If we simply reallocate the pot [of funding] we have, we will disadvantage those who have spent more against their level of need now.  As we have with health service allocations in the past, my understanding is that we using the formula to decide whether to move people.  There are other real problems with the ring-fenced budget not specific to the ring-fence: we are talking about an investment of £2.2 billion, and the risks around genitourinary (GU) medicine, which is growing by 3% or 4% a year.  For my PCT an extra £400,000 a year was nothing out of £500 million, but my local authority is extremely concerned about £400,000 out of £20 million.  This is an area of risk that local authorities are very concerned about.  In Westminster two-thirds of the budget goes on the GU medicine service, and they could spend all of the ring-fence in a very short space of time with those increases in activity.

Health and wellbeing boards are being embraced.  They have the benefit of having some continuity with the health and wellbeing boards that have been in place since 2007 in many cases.  They also have the benefit of being the least prescribed part of the Health and Social Care Act.  There is a lot of scope for local determination of what they look like.  They also have the benefit that they are the glue; they are the central point.  They are the only coherent part for many local authorities, and they are the engine room through which health strategy can be delivered.  It is a body we need to support and develop.

In Sandwell it is chaired by the leader of the council, and that top-level seriousness that is going into the health and wellbeing board is extremely crucial.  We have seen it at least as a meeting of commissioners; it is not yet a commissioning body, but we will need to pool more budgets potentially, not fewer.  We will certainly need to share our parallel investments in alcohol, drugs and so on, and it is a forum we want to support.

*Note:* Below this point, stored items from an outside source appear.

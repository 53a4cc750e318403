//! Moderation analysis: does a moderator W change the X → Y slope?
//!
//! Fits `Y ~ X + W + X·W (+ covariates)` with X (when numeric) and W
//! mean-centered over the analysis rows, so the lower-order coefficients
//! stay interpretable as effects at the mean. Simple slopes are probed at
//! the moderator mean and one SD either side whenever the predictor is
//! numeric.

use crate::formula::{response_vector, DesignBuilder, Term};
use crate::mediation::{require_distinct_roles, require_numeric_role, AnalysisOptions};
use crate::ols::{fit_ols, OlsFit};
use crate::screen::{screen, ScreeningReport};
use mp_core::{Column, Dataset, Error, Result};
use serde::{Deserialize, Serialize};
use statrs::distribution::{ContinuousCDF, StudentsT};

/// Variable roles for a moderation analysis.
#[derive(Debug, Clone, Serialize, Deserialize)]
pub struct ModerationSpec {
    /// Outcome Y (numeric).
    pub dependent: String,
    /// Predictor X (numeric or categorical).
    pub predictor: String,
    /// Moderator W (numeric).
    pub moderator: String,
    /// Additional covariates entered in the model.
    pub covariates: Vec<String>,
    /// Analysis options (bootstrap settings are unused here).
    pub options: AnalysisOptions,
}

impl ModerationSpec {
    /// Spec with default options and no covariates.
    pub fn new(
        dependent: impl Into<String>,
        predictor: impl Into<String>,
        moderator: impl Into<String>,
    ) -> Self {
        Self {
            dependent: dependent.into(),
            predictor: predictor.into(),
            moderator: moderator.into(),
            covariates: Vec::new(),
            options: AnalysisOptions::default(),
        }
    }
}

/// One interaction coefficient (one per X indicator).
#[derive(Debug, Clone, Serialize)]
pub struct InteractionEffect {
    /// Design-column name (`x:w`, or `x[level]:w`).
    pub term: String,
    /// Coefficient estimate.
    pub coefficient: f64,
    /// Standard error.
    pub se: f64,
    /// t statistic.
    pub t: f64,
    /// Two-sided p-value.
    pub p_value: f64,
}

/// The X → Y slope at a chosen moderator value.
#[derive(Debug, Clone, Serialize)]
pub struct SimpleSlope {
    /// Probe description (`mean - 1 SD`, `mean`, `mean + 1 SD`).
    pub label: String,
    /// Moderator value on the original (uncentered) scale.
    pub at: f64,
    /// Conditional slope of X.
    pub slope: f64,
    /// Standard error of the conditional slope.
    pub se: f64,
    /// t statistic.
    pub t: f64,
    /// Two-sided p-value.
    pub p_value: f64,
}

/// Everything produced by one [`moderate`] call.
#[derive(Debug, Clone, Serialize)]
pub struct ModerationResult {
    /// Y ~ X + W + X·W (+ covariates), X/W centered.
    pub model: OlsFit,
    /// Interaction coefficients, one per X indicator.
    pub interactions: Vec<InteractionEffect>,
    /// Simple slopes; empty when the predictor is categorical.
    pub simple_slopes: Vec<SimpleSlope>,
    /// Moderator mean over the analysis rows.
    pub moderator_mean: f64,
    /// Moderator SD over the analysis rows.
    pub moderator_sd: f64,
    /// Data screening that preceded the fit.
    pub screening: ScreeningReport,
}

fn mean_sd(ds: &Dataset, name: &str, rows: &[usize]) -> Result<(f64, f64)> {
    let values = match ds.require(name)? {
        Column::Numeric(v) => v,
        Column::Categorical(_) => {
            return Err(Error::Validation(format!("column '{name}' is not numeric")))
        }
    };
    if rows.len() < 2 {
        return Err(Error::Validation("too few rows to compute moderator spread".to_string()));
    }
    let n = rows.len() as f64;
    let mean = rows.iter().map(|&i| values[i]).sum::<f64>() / n;
    let ss = rows.iter().map(|&i| (values[i] - mean).powi(2)).sum::<f64>();
    Ok((mean, (ss / (n - 1.0)).sqrt()))
}

/// Copy the referenced columns, mean-centering the named numeric ones.
fn centered_copy(ds: &Dataset, names: &[&str], center: &[(&str, f64)]) -> Result<Dataset> {
    let mut out = Dataset::new();
    for &name in names {
        match ds.require(name)? {
            Column::Numeric(v) => {
                let shift =
                    center.iter().find(|(n, _)| *n == name).map(|(_, m)| *m).unwrap_or(0.0);
                out.push_numeric(name, v.iter().map(|x| x - shift).collect())?;
            }
            Column::Categorical(v) => out.push_categorical(name, v.clone())?,
        }
    }
    Ok(out)
}

/// Run a moderation analysis.
pub fn moderate(ds: &Dataset, spec: &ModerationSpec) -> Result<ModerationResult> {
    spec.options.validate()?;
    let mut roles: Vec<&str> = vec![&spec.dependent, &spec.predictor, &spec.moderator];
    roles.extend(spec.covariates.iter().map(String::as_str));
    require_distinct_roles(&roles)?;
    require_numeric_role(ds, &spec.dependent, "dependent")?;
    require_numeric_role(ds, &spec.moderator, "moderator")?;

    let screening = screen(ds, &roles, spec.options.outlier_policy)?;
    let rows = screening.analysis_rows.clone();

    let predictor_numeric = ds.require(&spec.predictor)?.is_numeric();
    let (w_mean, w_sd) = mean_sd(ds, &spec.moderator, &rows)?;
    let mut centers = vec![(spec.moderator.as_str(), w_mean)];
    if predictor_numeric {
        let (x_mean, _) = mean_sd(ds, &spec.predictor, &rows)?;
        centers.push((spec.predictor.as_str(), x_mean));
    }
    let cds = centered_copy(ds, &roles, &centers)?;

    let mut terms = vec![
        Term::main(&spec.predictor),
        Term::main(&spec.moderator),
        Term::interaction(&spec.predictor, &spec.moderator),
    ];
    for c in &spec.covariates {
        terms.push(Term::main(c));
    }
    let builder = DesignBuilder::new(&cds, &terms)?;
    let x = builder.build(&cds, &rows)?;
    let y = response_vector(&cds, &spec.dependent, &rows)?;
    let model = fit_ols(&x, &y, builder.column_names())?;

    let x_cols = builder.main_effect_columns(&spec.predictor);
    let mut interactions = Vec::with_capacity(x_cols.len());
    for &xi in &x_cols {
        let x_name = &model.names[xi];
        let term = format!("{x_name}:{}", spec.moderator);
        let i = model.index_of(&term).ok_or_else(|| {
            Error::Computation(format!("interaction column '{term}' missing from model"))
        })?;
        interactions.push(InteractionEffect {
            term,
            coefficient: model.coefficients[i],
            se: model.standard_errors[i],
            t: model.t_values[i],
            p_value: model.p_values[i],
        });
    }

    let mut simple_slopes = Vec::new();
    if predictor_numeric {
        let xi = x_cols[0];
        let wi = model
            .index_of(&format!("{}:{}", spec.predictor, spec.moderator))
            .ok_or_else(|| {
                Error::Computation("interaction column missing from model".to_string())
            })?;
        let t_dist = StudentsT::new(0.0, 1.0, model.df_resid as f64)
            .map_err(|e| Error::Computation(format!("t distribution: {e}")))?;

        for (label, offset) in
            [("mean - 1 SD", -w_sd), ("mean", 0.0), ("mean + 1 SD", w_sd)]
        {
            // Centered probe value; `at` reports the original scale.
            let w0 = offset;
            let slope = model.coefficients[xi] + w0 * model.coefficients[wi];
            let var = model.cov(xi, xi)
                + w0 * w0 * model.cov(wi, wi)
                + 2.0 * w0 * model.cov(xi, wi);
            if !(var.is_finite() && var >= 0.0) {
                return Err(Error::Computation(
                    "negative variance for a simple slope".to_string(),
                ));
            }
            let se = var.sqrt();
            let t = if se > 0.0 { slope / se } else { 0.0 };
            simple_slopes.push(SimpleSlope {
                label: label.to_string(),
                at: w_mean + offset,
                slope,
                se,
                t,
                p_value: 2.0 * t_dist.sf(t.abs()),
            });
        }
    }

    Ok(ModerationResult {
        model,
        interactions,
        simple_slopes,
        moderator_mean: w_mean,
        moderator_sd: w_sd,
        screening,
    })
}
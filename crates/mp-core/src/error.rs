//! Error types for medpath

use thiserror::Error;

/// medpath error type
#[derive(Error, Debug)]
pub enum Error {
    /// I/O error
    #[error("I/O error: {0}")]
    Io(#[from] std::io::Error),

    /// JSON parsing error
    #[error("JSON error: {0}")]
    Json(#[from] serde_json::Error),

    /// Validation error
    #[error("Validation error: {0}")]
    Validation(String),

    /// Computation error
    #[error("Computation error: {0}")]
    Computation(String),
}

/// Result type alias
pub type Result<T> = std::result::Result<T, Error>;
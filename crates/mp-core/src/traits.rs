//! Core traits for medpath
//!
//! The inference layer (generic MLE) depends on this interface, not on
//! concrete model types.

use crate::Result;

/// Universal model interface for likelihood-based fitting.
///
/// A model exposes its parameterisation and a negative log-likelihood; the
/// generic optimizer does the rest.
pub trait LogDensityModel: Send + Sync {
    /// Number of parameters.
    fn dim(&self) -> usize;

    /// Parameter names (stable order).
    fn parameter_names(&self) -> Vec<String>;

    /// Parameter bounds (min, max) (stable order).
    fn parameter_bounds(&self) -> Vec<(f64, f64)>;

    /// Suggested initial values (stable order).
    fn parameter_init(&self) -> Vec<f64>;

    /// Negative log-likelihood.
    fn nll(&self, params: &[f64]) -> Result<f64>;

    /// Gradient of NLL.
    ///
    /// The default implementation uses central differences with an adaptive
    /// step; models with cheap analytic gradients should override it.
    fn grad_nll(&self, params: &[f64]) -> Result<Vec<f64>> {
        let n = params.len();
        let mut grad = vec![0.0; n];
        for i in 0..n {
            let eps = 1e-6 * params[i].abs().max(1.0);
            let mut p_hi = params.to_vec();
            let mut p_lo = params.to_vec();
            p_hi[i] += eps;
            p_lo[i] -= eps;
            grad[i] = (self.nll(&p_hi)? - self.nll(&p_lo)?) / (2.0 * eps);
        }
        Ok(grad)
    }
}

#[cfg(test)]
mod tests {
    use super::*;

    struct Quadratic;

    impl LogDensityModel for Quadratic {
        fn dim(&self) -> usize {
            2
        }

        fn parameter_names(&self) -> Vec<String> {
            vec!["a".to_string(), "b".to_string()]
        }

        fn parameter_bounds(&self) -> Vec<(f64, f64)> {
            vec![(f64::NEG_INFINITY, f64::INFINITY); 2]
        }

        fn parameter_init(&self) -> Vec<f64> {
            vec![0.0, 0.0]
        }

        fn nll(&self, params: &[f64]) -> Result<f64> {
            Ok(params.iter().map(|&x| x * x).sum())
        }
    }

    #[test]
    fn default_gradient_is_central_difference() {
        let m = Quadratic;
        let g = m.grad_nll(&[2.0, -3.0]).unwrap();
        assert!((g[0] - 4.0).abs() < 1e-4);
        assert!((g[1] + 6.0).abs() < 1e-4);
    }
}
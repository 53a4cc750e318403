//! Design-matrix construction from dataset columns.
//!
//! A [`DesignBuilder`] is created once against the full dataset so that
//! categorical encodings stay fixed, then used to materialise design
//! matrices for arbitrary row subsets (including bootstrap resamples).

use mp_core::{Column, Dataset, Error, Result};
use nalgebra::{DMatrix, DVector};

/// A model term on the right-hand side of a regression.
#[derive(Debug, Clone, PartialEq, Eq)]
pub enum Term {
    /// A single variable entered directly.
    Main(String),
    /// The product of two variables.
    Interaction(String, String),
}

impl Term {
    /// Convenience constructor for a main-effect term.
    pub fn main(name: impl Into<String>) -> Self {
        Term::Main(name.into())
    }

    /// Convenience constructor for a two-way interaction term.
    pub fn interaction(a: impl Into<String>, b: impl Into<String>) -> Self {
        Term::Interaction(a.into(), b.into())
    }
}

/// A single multiplicative factor of a design column.
#[derive(Debug, Clone)]
enum Indicator {
    Numeric(String),
    Dummy { var: String, level: String },
}

/// One column of the design matrix: the product of its factors.
///
/// An empty factor list is the intercept.
#[derive(Debug, Clone)]
struct DesignColumn {
    name: String,
    factors: Vec<Indicator>,
}

/// Builds conformable design matrices for a fixed set of terms.
///
/// Categorical variables use treatment coding: the first level observed
/// in the full dataset is the reference, and each remaining level gets a
/// dummy column named `var[level]`.
#[derive(Debug, Clone)]
pub struct DesignBuilder {
    columns: Vec<DesignColumn>,
}

impl DesignBuilder {
    /// Create a builder with an intercept followed by `terms`, with
    /// categorical encodings taken from `ds`.
    pub fn new(ds: &Dataset, terms: &[Term]) -> Result<Self> {
        let mut columns = vec![DesignColumn { name: "Intercept".to_string(), factors: vec![] }];
        for term in terms {
            match term {
                Term::Main(v) => {
                    for col in expand_variable(ds, v)? {
                        columns.push(col);
                    }
                }
                Term::Interaction(a, b) => {
                    let left = expand_variable(ds, a)?;
                    let right = expand_variable(ds, b)?;
                    for l in &left {
                        for r in &right {
                            let mut factors = l.factors.clone();
                            factors.extend(r.factors.iter().cloned());
                            columns.push(DesignColumn {
                                name: format!("{}:{}", l.name, r.name),
                                factors,
                            });
                        }
                    }
                }
            }
        }
        Ok(Self { columns })
    }

    /// Number of design columns, including the intercept.
    pub fn n_columns(&self) -> usize {
        self.columns.len()
    }

    /// Names of the design columns, in matrix order.
    pub fn column_names(&self) -> Vec<String> {
        self.columns.iter().map(|c| c.name.clone()).collect()
    }

    /// Indices of the design columns carrying the main effect of `var`.
    ///
    /// A numeric variable yields one index; a categorical one yields one
    /// per non-reference level. Interaction columns are not included.
    pub fn main_effect_columns(&self, var: &str) -> Vec<usize> {
        self.columns
            .iter()
            .enumerate()
            .filter(|(_, c)| {
                c.factors.len() == 1
                    && match &c.factors[0] {
                        Indicator::Numeric(v) => v == var,
                        Indicator::Dummy { var: v, .. } => v == var,
                    }
            })
            .map(|(i, _)| i)
            .collect()
    }

    /// Index of the interaction column for two numeric variables, if present.
    pub fn interaction_column(&self, a: &str, b: &str) -> Option<usize> {
        let want = format!("{a}:{b}");
        self.columns.iter().position(|c| c.name == want)
    }

    /// Materialise the design matrix over the given rows.
    pub fn build(&self, ds: &Dataset, rows: &[usize]) -> Result<DMatrix<f64>> {
        let p = self.columns.len();
        let mut x = DMatrix::zeros(rows.len(), p);
        for (i, &row) in rows.iter().enumerate() {
            for (j, col) in self.columns.iter().enumerate() {
                let mut v = 1.0;
                for factor in &col.factors {
                    v *= indicator_value(ds, factor, row)?;
                }
                x[(i, j)] = v;
            }
        }
        Ok(x)
    }
}

/// Extract a response vector over the given rows; the column must be numeric.
pub fn response_vector(ds: &Dataset, name: &str, rows: &[usize]) -> Result<DVector<f64>> {
    match ds.require(name)? {
        Column::Numeric(values) => {
            let mut y = DVector::zeros(rows.len());
            for (i, &row) in rows.iter().enumerate() {
                let v = values[row];
                if !v.is_finite() {
                    return Err(Error::Validation(format!(
                        "column '{name}' has a non-finite value at row {row}"
                    )));
                }
                y[i] = v;
            }
            Ok(y)
        }
        Column::Categorical(_) => Err(Error::Validation(format!(
            "column '{name}' is categorical, expected numeric"
        ))),
    }
}

fn expand_variable(ds: &Dataset, var: &str) -> Result<Vec<DesignColumn>> {
    match ds.require(var)? {
        Column::Numeric(_) => Ok(vec![DesignColumn {
            name: var.to_string(),
            factors: vec![Indicator::Numeric(var.to_string())],
        }]),
        Column::Categorical(values) => {
            let mut levels: Vec<&String> = Vec::new();
            for v in values.iter().flatten() {
                if !levels.contains(&v) {
                    levels.push(v);
                }
            }
            if levels.len() < 2 {
                return Err(Error::Validation(format!(
                    "categorical column '{var}' needs at least two levels, found {}",
                    levels.len()
                )));
            }
            // First observed level is the reference category.
            Ok(levels
                .into_iter()
                .skip(1)
                .map(|level| DesignColumn {
                    name: format!("{var}[{level}]"),
                    factors: vec![Indicator::Dummy { var: var.to_string(), level: level.clone() }],
                })
                .collect())
        }
    }
}

fn indicator_value(ds: &Dataset, factor: &Indicator, row: usize) -> Result<f64> {
    match factor {
        Indicator::Numeric(var) => match ds.require(var)? {
            Column::Numeric(values) => {
                let v = values[row];
                if v.is_finite() {
                    Ok(v)
                } else {
                    Err(Error::Validation(format!(
                        "column '{var}' has a non-finite value at row {row}"
                    )))
                }
            }
            Column::Categorical(_) => Err(Error::Validation(format!(
                "column '{var}' changed kind between construction and build"
            ))),
        },
        Indicator::Dummy { var, level } => match ds.require(var)? {
            Column::Categorical(values) => match &values[row] {
                Some(v) => Ok(if v == level { 1.0 } else { 0.0 }),
                None => Err(Error::Validation(format!(
                    "column '{var}' is missing at row {row}"
                ))),
            },
            Column::Numeric(_) => Err(Error::Validation(format!(
                "column '{var}' changed kind between construction and build"
            ))),
        },
    }
}

#[cfg(test)]
mod tests {
    use super::*;

    fn mixed_dataset() -> Dataset {
        let mut ds = Dataset::new();
        ds.push_numeric("y", vec![1.0, 2.0, 3.0, 4.0]).unwrap();
        ds.push_numeric("x", vec![0.5, 1.5, 2.5, 3.5]).unwrap();
        ds.push_categorical(
            "g",
            vec![
                Some("a".to_string()),
                Some("b".to_string()),
                Some("c".to_string()),
                Some("b".to_string()),
            ],
        )
        .unwrap();
        ds
    }

    #[test]
    fn numeric_main_effect() {
        let ds = mixed_dataset();
        let builder = DesignBuilder::new(&ds, &[Term::main("x")]).unwrap();
        assert_eq!(builder.column_names(), vec!["Intercept", "x"]);
        let x = builder.build(&ds, &[0, 2]).unwrap();
        assert_eq!(x.nrows(), 2);
        assert_eq!(x[(0, 0)], 1.0);
        assert_eq!(x[(1, 1)], 2.5);
    }

    #[test]
    fn treatment_coding_drops_reference() {
        let ds = mixed_dataset();
        let builder = DesignBuilder::new(&ds, &[Term::main("g")]).unwrap();
        assert_eq!(builder.column_names(), vec!["Intercept", "g[b]", "g[c]"]);
        let x = builder.build(&ds, &[0, 1, 2, 3]).unwrap();
        // Row 0 is the reference level "a".
        assert_eq!(x[(0, 1)], 0.0);
        assert_eq!(x[(0, 2)], 0.0);
        assert_eq!(x[(1, 1)], 1.0);
        assert_eq!(x[(2, 2)], 1.0);
        assert_eq!(builder.main_effect_columns("g"), vec![1, 2]);
    }

    #[test]
    fn encoding_fixed_for_subsets() {
        // A resample that never sees level "c" still gets its dummy column.
        let ds = mixed_dataset();
        let builder = DesignBuilder::new(&ds, &[Term::main("g")]).unwrap();
        let x = builder.build(&ds, &[0, 1, 1, 3]).unwrap();
        assert_eq!(x.ncols(), 3);
        assert!(x.column(2).iter().all(|&v| v == 0.0));
    }

    #[test]
    fn interaction_of_numeric_and_categorical() {
        let ds = mixed_dataset();
        let builder =
            DesignBuilder::new(&ds, &[Term::main("x"), Term::main("g"), Term::interaction("x", "g")])
                .unwrap();
        let names = builder.column_names();
        assert!(names.contains(&"x:g[b]".to_string()));
        assert!(names.contains(&"x:g[c]".to_string()));
        let x = builder.build(&ds, &[1]).unwrap();
        let j = names.iter().position(|n| n == "x:g[b]").unwrap();
        assert_eq!(x[(0, j)], 1.5);
    }

    #[test]
    fn numeric_interaction_column_lookup() {
        let mut ds = Dataset::new();
        ds.push_numeric("x", vec![1.0, 2.0]).unwrap();
        ds.push_numeric("w", vec![3.0, 4.0]).unwrap();
        let builder = DesignBuilder::new(
            &ds,
            &[Term::main("x"), Term::main("w"), Term::interaction("x", "w")],
        )
        .unwrap();
        let j = builder.interaction_column("x", "w").unwrap();
        let x = builder.build(&ds, &[1]).unwrap();
        assert_eq!(x[(0, j)], 8.0);
    }

    #[test]
    fn reference_is_first_observed_level() {
        let mut ds = Dataset::new();
        ds.push_categorical(
            "g",
            vec![
                Some("z".to_string()),
                Some("a".to_string()),
                Some("z".to_string()),
                Some("a".to_string()),
            ],
        )
        .unwrap();
        let builder = DesignBuilder::new(&ds, &[Term::main("g")]).unwrap();
        assert_eq!(builder.column_names(), vec!["Intercept", "g[a]"]);
        let x = builder.build(&ds, &[0, 1]).unwrap();
        assert_eq!(x[(0, 1)], 0.0);
        assert_eq!(x[(1, 1)], 1.0);
    }

    #[test]
    fn single_level_categorical_rejected() {
        let mut ds = Dataset::new();
        ds.push_categorical("g", vec![Some("a".to_string()), Some("a".to_string())]).unwrap();
        assert!(DesignBuilder::new(&ds, &[Term::main("g")]).is_err());
    }
}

An additional positive is that that commissioning for drug and alcohol misuse, vulnerable young people and so on is coming into the local authority through public health. It is an opportunity to bring the safeguarding of children closer to a public health agenda.  In dealing with issues like domestic violence and new migrant populations there is a chance of a more co ordinated approach by local authorities, but the overall issue of eight separate commissioners is a problem.  The NHS Commissioning Board doing the nought to fives until 2015-16 suggests that we do not trust local authorities with that kind of commissioning, and that is a mistake.